Saved data entries:
==================================================
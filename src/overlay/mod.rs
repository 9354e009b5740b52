// SPDX-License-Identifier: MPL-2.0
//! The control overlay layered above the video surface.
//!
//! The [`PlaybackOverlayController`] coordinates everything in this module:
//! a [`FadeAnimator`] for the Hidden/Visible transitions, a single
//! [`AutoHideTimer`], and a [`Scheduler`] that delivers both back as
//! [`Wakeup`]s. Its output is an [`OverlaySnapshot`] plus the
//! [`RenderDirectives`] a view draws from.

mod auto_hide;
mod controller;
mod fade;
mod layout;
mod scheduler;
mod snapshot;
mod timing;
mod visibility;

pub use auto_hide::AutoHideTimer;
pub use controller::{
    BackCallback, ControllerBuilder, ErrorCallback, ExternalModes, ModeCallback, ModeRequest,
    PlaybackOverlayController, PlayerCallbacks, RenderCallback, StatusCallback,
};
pub use fade::{FadeAnimator, FadeDirective};
pub use layout::{fill_frame, fit_video, VideoSize};
pub use scheduler::{FrameHandle, FrameScheduler, Scheduler, Ticket, Wakeup};
pub use snapshot::{ControlIcon, FullscreenIcon, MuteIcon, OverlaySnapshot, RenderDirectives};
pub use timing::{AutoHideDelay, FadeDuration};
pub use visibility::ControlsVisibility;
==================================================
YOUR ASSIGNMENT = Stop at the line containing "both back as". Please print exactly every line before it from the start of the records, plus that line itself, and nothing else.

EXERCISE SOLUTION =
filename src/overlay/mod.rs
repository 9354e009b5740b52
// SPDX-License-Identifier: MPL-2.0
//! The control overlay layered above the video surface.
//!
//! The [`PlaybackOverlayController`] coordinates everything in this module:
//! a [`FadeAnimator`] for the Hidden/Visible transitions, a single
//! [`AutoHideTimer`], and a [`Scheduler`] that delivers both back as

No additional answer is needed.